▸ **Data supplied**:
• • • • •

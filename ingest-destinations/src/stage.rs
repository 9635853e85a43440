//! Cloud object staging shared by the object-store-backed sinks.
//!
//! One `object_store` wrapper covers every provider: S3 for the write-only
//! sink and the Redshift/Snowflake COPY stages, GCS for BigQuery batch
//! loads. Staged objects are NDJSON renderings of processed rows.

use std::sync::Arc;

use object_store::aws::AmazonS3Builder;
use object_store::gcp::GoogleCloudStorageBuilder;
use object_store::path::Path as ObjectPath;
use object_store::{ObjectStore, PutPayload};

use ingest::error::{ErrorKind, IngestResult};
use ingest::ingest_error;
use ingest::types::Event;
use ingest_config::{GoogleConfig, S3Config};

#[derive(Debug, Clone, Copy, PartialEq, Eq)]
enum Provider {
    S3,
    Gcs,
}

/// A bucket (plus optional folder prefix) the pipeline stages batches into.
pub struct ObjectStage {
    store: Arc<dyn ObjectStore>,
    bucket: String,
    folder: Option<String>,
    provider: Provider,
}

impl ObjectStage {
    pub fn s3(config: &S3Config) -> IngestResult<Self> {
        config
            .validate()
            .map_err(|err| ingest_error!(ErrorKind::ValidationFailed, "Invalid S3 config", err))?;

        let mut builder = AmazonS3Builder::new()
            .with_bucket_name(&config.bucket)
            .with_region(&config.region);

        if let Some(access_key_id) = &config.access_key_id {
            builder = builder.with_access_key_id(access_key_id);
        }
        if let Some(secret) = &config.secret_access_key {
            builder = builder.with_secret_access_key(secret.expose_secret());
        }
        if let Some(endpoint) = &config.endpoint {
            builder = builder.with_endpoint(endpoint).with_allow_http(true);
        }

        let store = builder.build().map_err(|err| {
            ingest_error!(ErrorKind::ValidationFailed, "Failed to build S3 store").with_source(err)
        })?;

        Ok(Self {
            store: Arc::new(store),
            bucket: config.bucket.clone(),
            folder: config.folder.clone().filter(|f| !f.is_empty()),
            provider: Provider::S3,
        })
    }

    pub fn gcs(config: &GoogleConfig) -> IngestResult<Self> {
        config
            .validate()
            .map_err(|err| ingest_error!(ErrorKind::ValidationFailed, "Invalid Google config", err))?;

        let bucket = config.bucket.clone().ok_or_else(|| {
            ingest_error!(
                ErrorKind::ValidationFailed,
                "google.bucket is required for GCS staging"
            )
        })?;

        let store = GoogleCloudStorageBuilder::new()
            .with_bucket_name(&bucket)
            .with_service_account_path(&config.key_file)
            .build()
            .map_err(|err| {
                ingest_error!(ErrorKind::ValidationFailed, "Failed to build GCS store")
                    .with_source(err)
            })?;

        Ok(Self {
            store: Arc::new(store),
            bucket,
            folder: None,
            provider: Provider::Gcs,
        })
    }

    /// Object key of a staged file, folder prefix included.
    pub fn key(&self, file_name: &str) -> String {
        match &self.folder {
            Some(folder) => format!("{folder}/{file_name}"),
            None => file_name.to_owned(),
        }
    }

    /// Provider URI of a staged object, as consumed by COPY/load statements
    /// (`s3://bucket/key` or `gs://bucket/key`).
    pub fn uri(&self, file_name: &str) -> String {
        let scheme = match self.provider {
            Provider::S3 => "s3",
            Provider::Gcs => "gs",
        };
        format!("{scheme}://{}/{}", self.bucket, self.key(file_name))
    }

    /// Uploads raw bytes under the staged file name.
    pub async fn put_bytes(&self, file_name: &str, bytes: Vec<u8>) -> IngestResult<()> {
        let path = ObjectPath::from(self.key(file_name));
        self.store
            .put(&path, PutPayload::from(bytes))
            .await
            .map(|_| ())
            .map_err(|err| {
                ingest_error!(ErrorKind::QueryFailed, "Failed to upload staged object", file_name)
                    .with_source(err)
            })
    }

    /// Renders rows as NDJSON and uploads them.
    pub async fn put_rows(&self, file_name: &str, rows: &[Event]) -> IngestResult<()> {
        self.put_bytes(file_name, render_ndjson(rows)).await
    }

    pub async fn delete(&self, file_name: &str) -> IngestResult<()> {
        let path = ObjectPath::from(self.key(file_name));
        self.store.delete(&path).await.map_err(|err| {
            ingest_error!(ErrorKind::QueryFailed, "Failed to delete staged object", file_name)
                .with_source(err)
        })
    }
}

impl std::fmt::Debug for ObjectStage {
    fn fmt(&self, f: &mut std::fmt::Formatter<'_>) -> std::fmt::Result {
        f.debug_struct("ObjectStage")
            .field("bucket", &self.bucket)
            .field("folder", &self.folder)
            .field("provider", &self.provider)
            .finish()
    }
}

/// One JSON object per line, trailing newline included.
pub fn render_ndjson(rows: &[Event]) -> Vec<u8> {
    let mut out = Vec::new();
    for row in rows {
        out.extend_from_slice(row.serialize().as_bytes());
        out.push(b'\n');
    }
    out
}

#[cfg(test)]
mod tests {
    use super::*;
    use serde_json::json;

    #[test]
    fn keys_and_uris_include_the_folder() {
        let config = S3Config {
            bucket: "events-bucket".into(),
            region: "eu-central-1".into(),
            access_key_id: Some("key".into()),
            secret_access_key: Some("secret".into()),
            endpoint: None,
            folder: Some("staged".into()),
        };
        let stage = ObjectStage::s3(&config).unwrap();

        assert_eq!(stage.key("f.ndjson"), "staged/f.ndjson");
        assert_eq!(stage.uri("f.ndjson"), "s3://events-bucket/staged/f.ndjson");
    }

    #[test]
    fn ndjson_rendering_is_line_per_row() {
        let rows = vec![
            Event::new(json!({"a": 1}).as_object().unwrap().clone()),
            Event::new(json!({"b": 2}).as_object().unwrap().clone()),
        ];
        assert_eq!(render_ndjson(&rows), b"{\"a\":1}\n{\"b\":2}\n");
    }
}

• • • • •

▸ **Task to carry out**:
Output the entries exactly.

▸ **Written response**:
filename ingest-destinations/src/stage.rs
repository 9635853e85a43440
//! Cloud object staging shared by the object-store-backed sinks.
//!
//! One `object_store` wrapper covers every provider: S3 for the write-only
//! sink and the Redshift/Snowflake COPY stages, GCS for BigQuery batch
//! loads. Staged objects are NDJSON renderings of processed rows.

use std::sync::Arc;

use object_store::aws::AmazonS3Builder;
use object_store::gcp::GoogleCloudStorageBuilder;
use object_store::path::Path as ObjectPath;
use object_store::{ObjectStore, PutPayload};

use ingest::error::{ErrorKind, IngestResult};
use ingest::ingest_error;
use ingest::types::Event;
use ingest_config::{GoogleConfig, S3Config};

#[derive(Debug, Clone, Copy, PartialEq, Eq)]
enum Provider {
    S3,
    Gcs,
}

/// A bucket (plus optional folder prefix) the pipeline stages batches into.
pub struct ObjectStage {
    store: Arc<dyn ObjectStore>,
    bucket: String,
    folder: Option<String>,
    provider: Provider,
}

impl ObjectStage {
    pub fn s3(config: &S3Config) -> IngestResult<Self> {
        config
            .validate()
            .map_err(|err| ingest_error!(ErrorKind::ValidationFailed, "Invalid S3 config", err))?;

        let mut builder = AmazonS3Builder::new()
            .with_bucket_name(&config.bucket)
            .with_region(&config.region);

        if let Some(access_key_id) = &config.access_key_id {
            builder = builder.with_access_key_id(access_key_id);
        }
        if let Some(secret) = &config.secret_access_key {
            builder = builder.with_secret_access_key(secret.expose_secret());
        }
        if let Some(endpoint) = &config.endpoint {
            builder = builder.with_endpoint(endpoint).with_allow_http(true);
        }

        let store = builder.build().map_err(|err| {
            ingest_error!(ErrorKind::ValidationFailed, "Failed to build S3 store").with_source(err)
        })?;

        Ok(Self {
            store: Arc::new(store),
            bucket: config.bucket.clone(),
            folder: config.folder.clone().filter(|f| !f.is_empty()),
            provider: Provider::S3,
        })
    }

    pub fn gcs(config: &GoogleConfig) -> IngestResult<Self> {
        config
            .validate()
            .map_err(|err| ingest_error!(ErrorKind::ValidationFailed, "Invalid Google config", err))?;

        let bucket = config.bucket.clone().ok_or_else(|| {
            ingest_error!(
                ErrorKind::ValidationFailed,
                "google.bucket is required for GCS staging"
            )
        })?;

        let store = GoogleCloudStorageBuilder::new()
            .with_bucket_name(&bucket)
            .with_service_account_path(&config.key_file)
            .build()
            .map_err(|err| {
                ingest_error!(ErrorKind::ValidationFailed, "Failed to build GCS store")
                    .with_source(err)
            })?;

        Ok(Self {
            store: Arc::new(store),
            bucket,
            folder: None,
            provider: Provider::Gcs,
        })
    }

    /// Object key of a staged file, folder prefix included.
    pub fn key(&self, file_name: &str) -> String {
        match &self.folder {
            Some(folder) => format!("{folder}/{file_name}"),
            None => file_name.to_owned(),
        }
    }

    /// Provider URI of a staged object, as consumed by COPY/load statements
    /// (`s3://bucket/key` or `gs://bucket/key`).
    pub fn uri(&self, file_name: &str) -> String {
        let scheme = match self.provider {
            Provider::S3 => "s3",
            Provider::Gcs => "gs",
        };
        format!("{scheme}://{}/{}", self.bucket, self.key(file_name))
    }

    /// Uploads raw bytes under the staged file name.
    pub async fn put_bytes(&self, file_name: &str, bytes: Vec<u8>) -> IngestResult<()> {
        let path = ObjectPath::from(self.key(file_name));
        self.store
            .put(&path, PutPayload::from(bytes))
            .await
            .map(|_| ())
            .map_err(|err| {
                ingest_error!(ErrorKind::QueryFailed, "Failed to upload staged object", file_name)
                    .with_source(err)
            })
    }

    /// Renders rows as NDJSON and uploads them.
    pub async fn put_rows(&self, file_name: &str, rows: &[Event]) -> IngestResult<()> {
        self.put_bytes(file_name, render_ndjson(rows)).await
    }

    pub async fn delete(&self, file_name: &str) -> IngestResult<()> {
        let path = ObjectPath::from(self.key(file_name));
        self.store.delete(&path).await.map_err(|err| {
            ingest_error!(ErrorKind::QueryFailed, "Failed to delete staged object", file_name)
                .with_source(err)
        })
    }
}

impl std::fmt::Debug for ObjectStage {
    fn fmt(&self, f: &mut std::fmt::Formatter<'_>) -> std::fmt::Result {
        f.debug_struct("ObjectStage")
            .field("bucket", &self.bucket)
            .field("folder", &self.folder)
            .field("provider", &self.provider)
            .finish()
    }
}

/// One JSON object per line, trailing newline included.
pub fn render_ndjson(rows: &[Event]) -> Vec<u8> {
    let mut out = Vec::new();
    for row in rows {
        out.extend_from_slice(row.serialize().as_bytes());
        out.push(b'\n');
    }
    out
}

#[cfg(test)]
mod tests {
    use super::*;
    use serde_json::json;

    #[test]
    fn keys_and_uris_include_the_folder() {
        let config = S3Config {
            bucket: "events-bucket".into(),
            region: "eu-central-1".into(),
            access_key_id: Some("key".into()),
            secret_access_key: Some("secret".into()),
            endpoint: None,
            folder: Some("staged".into()),
        };
        let stage = ObjectStage::s3(&config).unwrap();

        assert_eq!(stage.key("f.ndjson"), "staged/f.ndjson");
        assert_eq!(stage.uri("f.ndjson"), "s3://events-bucket/staged/f.ndjson");
    }

    #[test]
    fn ndjson_rendering_is_line_per_row() {
        let rows = vec![
            Event::new(json!({"a": 1}).as_object().unwrap().clone()),
            Event::new(json!({"b": 2}).as_object().unwrap().clone()),
        ];
        assert_eq!(render_ndjson(&rows), b"{\"a\":1}\n{\"b\":2}\n");
    }
}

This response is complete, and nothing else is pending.